2.) My sister and parents are going to be coming here for Easter weekend since I’m on duty. It will be nice to have them here rather than going home. Well…I don’t go home very often…so it’s not that big of a deal. But still. It’ll be nice.
3.) I got a donation to my flip cam fund!! So good. I’ll be vlogging in no time!! I’m thinking about doing an S&G segment with Emma and Eric. If they’ll let me record them anyway. It should be good.
4.) It’s warm!!! I’m allergic to the sun, so it’s not as great as I would rather hope, but it’s still warm. Unfortunately, there is snow forecasted for tomorrow. It’s April. This shouldn’t be happening. But it’s okay. I guess. Warmth is still just around the corner!
5.) A new season of Doctor Who premiers on April 23rd!!!! I’m so excited!!!! Doctor Who has pretty much become my life. Check out my blog post labeled “I’m the Doctor. Basically…Run.” for further detail if you wish. haha.
6.) I’m going to see Tartuffe tonight. I love plays. They make me feel better. So I’m hoping that this final “good” thing about my life reverses all of the “bad”.
So there you have it. The bad and the good to try and reverse it. I’m almost sorry for making you read all the way to here. That wasn’t really that fair, now was it? Meh. You still love me. I can feel it. :]]
So I’ll leave you here and allow you to continue your day in peace.

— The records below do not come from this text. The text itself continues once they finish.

use crate::*;
use serde::de::DeserializeOwned;
use url::Url;

pub const LOG_TARGET: &str = "chain-api-fetcher";

pub const DEFAULT_ROOT_URL: &str = "https://api.chain.com/v1";
pub const DEFAULT_TIMEOUT: Duration = Duration::from_secs(10);

/// Worker count used by the multi-transaction calls unless configured otherwise.
pub const DEFAULT_NUM_WORKERS: usize = 5;

/// Maximum number of addresses a multi-address call can take.
pub const MAX_ADDRESSES: usize = 200;
pub const MAX_ADDRESS_TRANSACTIONS_LIMIT: u32 = 500;
pub const DEFAULT_ADDRESS_TRANSACTIONS_LIMIT: u32 = 50;

const SNIPPET_LEN: usize = 30;

/// Appends path segments to `base`. Segments are percent-encoded, so a hash
/// can never escape its position in the path.
pub(crate) fn join_segments<S: AsRef<str>>(base: &Url, segments: &[S]) -> Url {
    let mut url = base.clone();
    if let Ok(mut path) = url.path_segments_mut() {
        path.pop_if_empty();
        for segment in segments {
            path.push(segment.as_ref());
        }
    }
    url
}

pub(crate) fn parse_root_url(root_url: &str) -> FetchResult<Url> {
    let url = Url::parse(root_url)?;
    if url.cannot_be_a_base() {
        return Err(FetchError::InvalidArgument(format!(
            "root url {} can't have path segments",
            root_url
        )));
    }
    Ok(url)
}

pub(crate) fn validate_addresses<S: AsRef<str>>(hashes: &[S]) -> FetchResult<String> {
    if hashes.is_empty() {
        return Err(FetchError::InvalidArgument(
            "at least one address is required".to_string(),
        ));
    }
    if hashes.len() > MAX_ADDRESSES {
        return Err(FetchError::InvalidArgument(format!(
            "max addresses allowed is {}",
            MAX_ADDRESSES
        )));
    }
    Ok(hashes
        .iter()
        .map(|hash| hash.as_ref())
        .collect::<Vec<_>>()
        .join(","))
}

pub(crate) fn address_transactions_limit(limit: Option<u32>) -> FetchResult<u32> {
    match limit {
        None | Some(0) => Ok(DEFAULT_ADDRESS_TRANSACTIONS_LIMIT),
        Some(limit) if limit > MAX_ADDRESS_TRANSACTIONS_LIMIT => {
            Err(FetchError::InvalidArgument(format!(
                "limit must be <= {}",
                MAX_ADDRESS_TRANSACTIONS_LIMIT
            )))
        }
        Some(limit) => Ok(limit),
    }
}

/// Quoted prefix of a response body for error messages.
pub(crate) fn snippet(data: &[u8]) -> String {
    let text = String::from_utf8_lossy(data);
    let prefix: String = text.chars().take(SNIPPET_LEN).collect();
    format!("{:?}", prefix)
}

pub(crate) fn decode_json<T: DeserializeOwned>(data: &[u8]) -> FetchResult<T> {
    serde_json::from_slice(data).map_err(|source| FetchError::DecodeError {
        source,
        snippet: snippet(data),
    })
}

#[derive(Default, serde::Deserialize)]
struct ApiErrorBody {
    #[serde(default)]
    message: Option<String>,
    #[serde(default)]
    error: Option<String>,
}

/// Builds the error for a non-200 response from its body.
pub(crate) fn api_error(url: &Url, status: reqwest::StatusCode, body: &[u8]) -> FetchError {
    // A `null` body decodes as an empty error object and falls back to the raw text.
    let message = match serde_json::from_slice::<Option<ApiErrorBody>>(body) {
        Ok(parsed) => {
            let ApiErrorBody { message, error } = parsed.unwrap_or_default();
            message
                .filter(|message| !message.is_empty())
                .or(error.filter(|error| !error.is_empty()))
                .unwrap_or_else(|| String::from_utf8_lossy(body).into_owned())
        }
        Err(_) => format!("{}: {}: {}...", url, status, snippet(body)),
    };
    FetchError::ApiError { status, message }
}
use borsh::{BorshDeserialize, BorshSerialize};
use serde::{Deserialize, Serialize};

/// A Bitcoin transaction input.
#[derive(
    Debug, Clone, Default, PartialEq, Eq, Serialize, Deserialize, BorshSerialize, BorshDeserialize,
)]
#[serde(default)]
pub struct Input {
    pub transaction_hash: String,
    /// `None` for coinbase inputs.
    pub output_hash: Option<String>,
    pub output_index: u32,
    pub value: i64,
    pub addresses: Vec<String>,
    pub script_signature: String,
    pub sequence: u32,
    /// Only present on coinbase transactions.
    #[serde(skip_serializing_if = "Option::is_none")]
    pub coinbase: Option<String>,
}

/// A Bitcoin transaction output.
#[derive(
    Debug, Clone, Default, PartialEq, Eq, Serialize, Deserialize, BorshSerialize, BorshDeserialize,
)]
#[serde(default)]
pub struct Output {
    pub transaction_hash: String,
    pub output_index: u32,
    pub value: i64,
    pub addresses: Vec<String>,
    pub script: String,
    pub script_hex: String,
    pub script_type: String,
    pub required_signatures: i64,
    pub spent: bool,
    /// Only returned by the unspent outputs endpoint.
    #[serde(skip_serializing_if = "Option::is_none")]
    pub confirmations: Option<i64>,
}

/// A Bitcoin transaction with its inputs and outputs.
///
/// The block fields are `None` while the transaction is unconfirmed.
#[derive(
    Debug, Clone, Default, PartialEq, Eq, Serialize, Deserialize, BorshSerialize, BorshDeserialize,
)]
#[serde(default)]
pub struct Transaction {
    pub hash: String,
    pub block_hash: Option<String>,
    pub block_height: Option<u64>,
    pub block_time: Option<String>,
    pub inputs: Vec<Input>,
    pub outputs: Vec<Output>,
    pub amount: i64,
    pub fees: i64,
    pub confirmations: i64,
}

impl Transaction {
    pub fn is_coinbase(&self) -> bool {
        self.inputs.len() == 1 && self.inputs[0].coinbase.is_some()
    }
}

#[cfg(test)]
mod tests {
    use super::*;

    const COINBASE_TX: &str = r#"{
        "hash": "0f40015ddbb8a05e26bbacfb70b6074daa1990b813ba9bc70b7ac5b0b6ee2c45",
        "block_hash": "00000000000000009cc33fe219537756a68ee5433d593034b6dc200b34aa35fa",
        "block_height": 308920,
        "block_time": "2014-06-28T03:49:13Z",
        "inputs": [{
            "transaction_hash": "0f40015ddbb8a05e26bbacfb70b6074daa1990b813ba9bc70b7ac5b0b6ee2c45",
            "output_hash": null,
            "output_index": 0,
            "value": 2500000000,
            "addresses": [],
            "script_signature": "03b8b204",
            "sequence": 4294967295,
            "coinbase": "03b8b204"
        }],
        "outputs": [{
            "transaction_hash": "0f40015ddbb8a05e26bbacfb70b6074daa1990b813ba9bc70b7ac5b0b6ee2c45",
            "output_index": 0,
            "value": 2500000000,
            "addresses": ["1BQLNJtMDKmMZ4PyqVFfRuBNvoGhjigBKF"],
            "script": "OP_DUP OP_HASH160 7213 OP_EQUALVERIFY OP_CHECKSIG",
            "script_hex": "76a914",
            "script_type": "pubkeyhash",
            "required_signatures": 1,
            "spent": false
        }],
        "amount": 2500000000,
        "fees": 0,
        "confirmations": 12
    }"#;

    #[test]
    fn decodes_coinbase_transaction() {
        let tx: Transaction = serde_json::from_str(COINBASE_TX).unwrap();
        assert!(tx.is_coinbase());
        assert_eq!(tx.block_height, Some(308920));
        assert_eq!(tx.inputs[0].sequence, u32::MAX);
        assert_eq!(tx.inputs[0].output_hash, None);
        assert_eq!(tx.outputs[0].script_type, "pubkeyhash");
        assert_eq!(tx.outputs[0].confirmations, None);
    }

    #[test]
    fn borsh_encoding_preserves_decoded_transaction() {
        let tx: Transaction = serde_json::from_str(COINBASE_TX).unwrap();
        let bytes = borsh::to_vec(&tx).unwrap();
        let restored: Transaction = borsh::from_slice(&bytes).unwrap();
        assert_eq!(restored, tx);
        assert!(restored.is_coinbase());
    }

    #[test]
    fn decodes_unconfirmed_transaction() {
        let tx: Transaction =
            serde_json::from_str(r#"{"hash": "ab", "block_hash": null, "block_height": null}"#)
                .unwrap();
        assert_eq!(tx.block_hash, None);
        assert!(!tx.is_coinbase());
    }
}
use chain_api_fetcher::{ChainClient, ChainConfig};
use chain_api_primitives::Network;
use std::io;
use std::io::Write;

pub fn input(query: &str, default: Option<&str>) -> io::Result<String> {
    print!(
        "{}{}: ",
        query,
        default.map_or("".to_string(), |d| format!(" ({})", d))
    );
    io::stdout().flush()?;
    let mut input = String::new();
    io::stdin().read_line(&mut input)?;
    let input = input.trim().to_owned();
    if input.is_empty() {
        return Ok(default.unwrap_or_default().to_string());
    }
    Ok(input)
}

#[tokio::main]
async fn main() -> Result<(), Box<dyn std::error::Error>> {
    tracing_subscriber::fmt()
        .with_env_filter("chain-api-fetcher=info")
        .init();

    let api_key_id = std::env::var("CHAIN_API_KEY_ID")?;
    let api_key_secret = std::env::var("CHAIN_API_KEY_SECRET")?;
    let network = Network::try_from(input("Enter network", Some("bitcoin"))?)?;
    let block_height = input("Enter block height (empty for latest)", None)?;
    let num_workers = input("Enter the number of workers", Some("5"))?;

    let mut config = ChainConfig::new(network, api_key_id, api_key_secret);
    config.num_workers = num_workers.parse()?;
    let client = ChainClient::new(None, config)?;

    let block = if block_height.is_empty() {
        client.get_latest_block().await?
    } else {
        client.get_block_by_height(block_height.parse()?).await?
    };
    println!(
        "Block {} at height {} with {} transactions",
        block.hash,
        block.height,
        block.transaction_hashes.len()
    );

    let start_time = std::time::Instant::now();
    let transactions = match client.get_block_transactions(&block).await {
        Ok(transactions) => transactions,
        Err(err) => {
            for (index, error) in err.errors.failures() {
                println!("Failed {}: {}", block.transaction_hashes[index], error);
            }
            err.results
        }
    };
    let fees: i64 = transactions.iter().map(|tx| tx.fees).sum();
    println!(
        "Fetched {} transactions in {:.2}s, total fees {} satoshi",
        transactions.len(),
        start_time.elapsed().as_secs_f64(),
        fees
    );

    Ok(())
}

Except for this last thing: My drumline is having its final performance this Saturday at West Fargo High School. There are going to be tons of other performances other than us, but if you only want to see me in my final performance of the season, we’ll be going on at 4:30 p.m. Let me know if you want any more information about that!
Okay. I really do have to go now. My index and middle fingers on my right hand are twitching violently and making it hard to type. I didn’t eat a banana today. My bad.